I sat on the shores of the Sea of Galilee and I thought, Wow. You were looking at this. It was breathtaking. Heart-stopping. I always pictured most of the Bible stories, including the teachings Jesus gave and the gatherings that were written about, as taking place in this sandy, dry desert. We walked through the ruins of Capernaum where he lived, and up one of the hills close by, believed to be where he gave the famous “Sermon on the Mount,” and we were surrounded by beauty. The Sea stretched out before us, pushing against majestic mountains on all sides. Birds sang in the nearby trees and the wind rustled the leaves. The sense of peace was captivating.

Earlier that day, I had looked down at my feet by the water washing gently over stones along the shore and thought about him sitting there after the resurrection, making a little camp fire, leaning on one knee and looking out at a small fishing boat full of his friends. Waiting for them to see him. Waiting for them to come in and share a meal. I could hear the water splash as Peter dove off the side of the boat to swim toward him, too desperate to wait for the boat to row ashore.

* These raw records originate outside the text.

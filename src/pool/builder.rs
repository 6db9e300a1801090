// Candidate pool builder: assembles and caches the linkable universe.
//
// On a cache hit the stored pool is returned minus the item under
// analysis. On a miss the builder queries the content store for the most
// recent published items, tokenizes title/tags/categories/excerpt per
// item, and writes the pool back to the cache.
//
// Invalidation is explicit: the calling layer clears the cache whenever a
// content item is created or updated. Until that save fires, requests may
// see a slightly outdated snapshot; accepted.

use std::time::Duration;

use anyhow::Result;
use tracing::{debug, info};

use crate::config::Language;
use crate::store::models::{Candidate, ContentKind};
use crate::store::traits::ContentStore;
use crate::tokenize::tokenize;

use super::cache::{CachedPool, PoolCache};

/// Fixed cache key for the candidate pool.
pub const POOL_CACHE_KEY: &str = "interlink_candidate_pool";

/// Most-recent item cap when building the pool.
pub const POOL_LIMIT: usize = 500;

/// Reference TTL for the cached pool. Explicit invalidation on content
/// saves is the primary freshness mechanism; the TTL bounds staleness
/// when no save ever fires.
pub const POOL_TTL: Duration = Duration::from_secs(3600);

/// Builds candidate pools from a content store, caching the result.
pub struct PoolBuilder<'a> {
    store: &'a dyn ContentStore,
    cache: &'a dyn PoolCache,
    kinds: Vec<ContentKind>,
}

impl<'a> PoolBuilder<'a> {
    pub fn new(store: &'a dyn ContentStore, cache: &'a dyn PoolCache, kinds: Vec<ContentKind>) -> Self {
        Self { store, cache, kinds }
    }

    /// The candidate pool for one analysis request, excluding the item
    /// being analyzed. A cached pool built for a different language is
    /// treated as a miss and rebuilt.
    pub fn pool(&self, exclude_id: u64, language: Language) -> Result<Vec<Candidate>> {
        if let Some(cached) = self.cache.get(POOL_CACHE_KEY) {
            if cached.language == language {
                debug!(candidates = cached.candidates.len(), "Candidate pool cache hit");
                return Ok(without(cached.candidates, exclude_id));
            }
            debug!(
                cached = cached.language.as_str(),
                requested = language.as_str(),
                "Cached pool language mismatch, rebuilding"
            );
        }

        let candidates = self.build(language)?;
        self.cache.set(
            POOL_CACHE_KEY,
            CachedPool {
                language,
                candidates: candidates.clone(),
            },
            Some(POOL_TTL),
        );
        Ok(without(candidates, exclude_id))
    }

    /// Drop the cached pool. Call on every content create or update.
    pub fn invalidate(&self) {
        self.cache.delete(POOL_CACHE_KEY);
        info!("Candidate pool cache invalidated");
    }

    fn build(&self, language: Language) -> Result<Vec<Candidate>> {
        let summaries = self.store.list_eligible(&self.kinds, POOL_LIMIT)?;
        let mut candidates = Vec::with_capacity(summaries.len());

        for summary in summaries {
            let tags = self.store.tag_names(summary.id)?.join(" ");
            let categories = self.store.category_names(summary.id)?.join(" ");
            let excerpt = self.store.excerpt(summary.id)?.unwrap_or_default();

            candidates.push(Candidate {
                id: summary.id,
                title_tokens: tokenize(&summary.title, language),
                tag_tokens: tokenize(&tags, language),
                category_tokens: tokenize(&categories, language),
                excerpt_tokens: tokenize(&excerpt, language),
                title: summary.title,
                url: summary.url,
            });
        }

        info!(
            candidates = candidates.len(),
            language = language.as_str(),
            "Candidate pool rebuilt"
        );
        Ok(candidates)
    }
}

fn without(candidates: Vec<Candidate>, exclude_id: u64) -> Vec<Candidate> {
    candidates.into_iter().filter(|c| c.id != exclude_id).collect()
}

#[cfg(test)]
mod tests {
    use super::*;
    use crate::pool::cache::MemoryPoolCache;
    use crate::store::models::{ContentItem, ContentStatus};
    use crate::store::InMemoryStore;
    use chrono::{TimeZone, Utc};
    use std::sync::atomic::{AtomicUsize, Ordering};

    fn sample_item(id: u64, title: &str, tags: &[&str]) -> ContentItem {
        ContentItem {
            id,
            kind: ContentKind::Post,
            status: ContentStatus::Published,
            title: title.to_string(),
            url: format!("https://example.com/?p={id}"),
            date: Utc.with_ymd_and_hms(2026, 3, id as u32, 9, 0, 0).unwrap(),
            tags: tags.iter().map(|t| t.to_string()).collect(),
            categories: vec!["Guides".to_string()],
            excerpt: String::new(),
            content: "<p>body</p>".to_string(),
        }
    }

    fn seeded_store() -> InMemoryStore {
        let store = InMemoryStore::with_settings(Default::default());
        store.upsert(sample_item(1, "WordPress SEO Guide", &["seo", "wordpress"]));
        store.upsert(sample_item(2, "Plugin Development Basics", &["plugins"]));
        store
    }

    #[test]
    fn test_pool_excludes_self() {
        let store = seeded_store();
        let cache = MemoryPoolCache::new();
        let builder = PoolBuilder::new(&store, &cache, vec![ContentKind::Post]);

        let pool = builder.pool(1, Language::English).unwrap();
        assert_eq!(pool.len(), 1);
        assert_eq!(pool[0].id, 2);
    }

    #[test]
    fn test_fields_tokenized_independently() {
        let store = seeded_store();
        let cache = MemoryPoolCache::new();
        let builder = PoolBuilder::new(&store, &cache, vec![ContentKind::Post]);

        let pool = builder.pool(0, Language::English).unwrap();
        let guide = pool.iter().find(|c| c.id == 1).unwrap();
        assert_eq!(guide.title_tokens, vec!["wordpress", "seo", "guide"]);
        assert_eq!(guide.tag_tokens, vec!["seo", "wordpress"]);
        assert_eq!(guide.category_tokens, vec!["guides"]);
        assert!(guide.excerpt_tokens.is_empty());
    }

    #[test]
    fn test_cache_hit_skips_store() {
        // A store that counts how often the listing is queried
        struct CountingStore {
            inner: InMemoryStore,
            listings: AtomicUsize,
        }
        impl ContentStore for CountingStore {
            fn list_eligible(
                &self,
                kinds: &[ContentKind],
                limit: usize,
            ) -> Result<Vec<crate::store::models::ContentSummary>> {
                self.listings.fetch_add(1, Ordering::SeqCst);
                self.inner.list_eligible(kinds, limit)
            }
            fn tag_names(&self, id: u64) -> Result<Vec<String>> {
                self.inner.tag_names(id)
            }
            fn category_names(&self, id: u64) -> Result<Vec<String>> {
                self.inner.category_names(id)
            }
            fn excerpt(&self, id: u64) -> Result<Option<String>> {
                self.inner.excerpt(id)
            }
            fn raw_content(&self, id: u64) -> Result<Option<String>> {
                self.inner.raw_content(id)
            }
        }

        let store = CountingStore {
            inner: seeded_store(),
            listings: AtomicUsize::new(0),
        };
        let cache = MemoryPoolCache::new();
        let builder = PoolBuilder::new(&store, &cache, vec![ContentKind::Post]);

        builder.pool(0, Language::English).unwrap();
        builder.pool(1, Language::English).unwrap();
        builder.pool(2, Language::English).unwrap();
        assert_eq!(store.listings.load(Ordering::SeqCst), 1);
    }

    #[test]
    fn test_invalidate_forces_rebuild() {
        let store = seeded_store();
        let cache = MemoryPoolCache::new();
        let builder = PoolBuilder::new(&store, &cache, vec![ContentKind::Post]);

        assert_eq!(builder.pool(0, Language::English).unwrap().len(), 2);

        store.upsert(sample_item(3, "Caching Deep Dive", &["caching"]));
        // Still the stale snapshot until the save-side invalidation fires
        assert_eq!(builder.pool(0, Language::English).unwrap().len(), 2);

        builder.invalidate();
        assert_eq!(builder.pool(0, Language::English).unwrap().len(), 3);
    }

    #[test]
    fn test_language_change_rebuilds() {
        let store = seeded_store();
        let cache = MemoryPoolCache::new();
        let builder = PoolBuilder::new(&store, &cache, vec![ContentKind::Post]);

        builder.pool(0, Language::English).unwrap();
        // Requesting German must not serve English token lists
        let pool = builder.pool(0, Language::German).unwrap();
        assert_eq!(pool.len(), 2);
        let cached = cache.get(POOL_CACHE_KEY).unwrap();
        assert_eq!(cached.language, Language::German);
    }
}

I was astounded at how human he made himself. How greatly he shrank to walk among us. To face our fears along side of us. How he lay down his power and stepped off his throne so he too could share in our joy and in our suffering. So that we could come to an almighty and all-consuming God and know that, when he looks at us, he knows. He’s felt it. And not just the sorrow, but the life that’s all around us. He’s breathed in this sun-kissed air and put his feet in this cool water. He’s sat on this ground and laughed at our jokes. He’s looked across the sea at the opening into the Jordan and toward Jerusalem, knowing what would unfold there.

We walked down the steep slope from the Mount of Olives toward Gethsemane. We entered the garden and touched the bark of two-thousand year old olive trees and I thought, you saw him here. You heard his sobbing. You saw the Creator afraid. I reached down and picked up a stone and a dried-out olive and put them in my pocket.

I sat at the base of a grizzly looking old tree, with a thick trunk and broken branches. I rested my back on this living and ancient creation and closed my eyes. I could hear the sound of his voice cracking, asking Papa, Is there any other way? and I thought, he didn’t know if he could do it. He didn’t know if he could see this through. And I prayed for him. I prayed to our heavenly daddy, who lives outside of time and sees the beginning from the end all at once, and I asked him, Father, let him see us somehow. As he cries out to you for strength, let him see us here today, seeking after him. Touching these trees, longing for him. Let him hear our songs, feel our praise. Let him know that it will work! That it will be worth it. That we, this joy set before him, are here and that we are longing for him.

We visited an age-old garden with a tomb carved into the side of a rock that looked like a skull. We sat in silence amongst the trees and I thought about Mary, crying and asking the gardener, Where have they taken my Yeshua? And he answered by only saying her name. Mary. And she knew. It was he, the one who had changed everything for all time.

I stood in the empty tomb with the words etched above it’s door, He is not here, he is risen. And I felt the weight and the the suffering and the immense joy at what he had done here. For all of us—and for me.

My friend, Jeannine, reminded me of one of my favourite verses this morning:

Where can I go from your Spirit?
Where can I flee from your presence?
If I go up to the heavens, you are there;
if I make my bed in the depths, you are there.
If I rise on the wings of the dawn,
if I settle on the far side of the sea,
even there your hand will guide me,
your right hand will hold me fast.
If I say, “Surely the darkness will hide me
and the light become night around me,”
even the darkness will not be dark to you;
the night will shine like the day,
for darkness is as light to you.

Surely, he has found me. He has found all of us. He has stopped at nothing. He will dive even into the depths of hell to find us. His love is more powerful than the ocean’s tide and he won’t stop. He won’t give up. Oh, how he has loved us.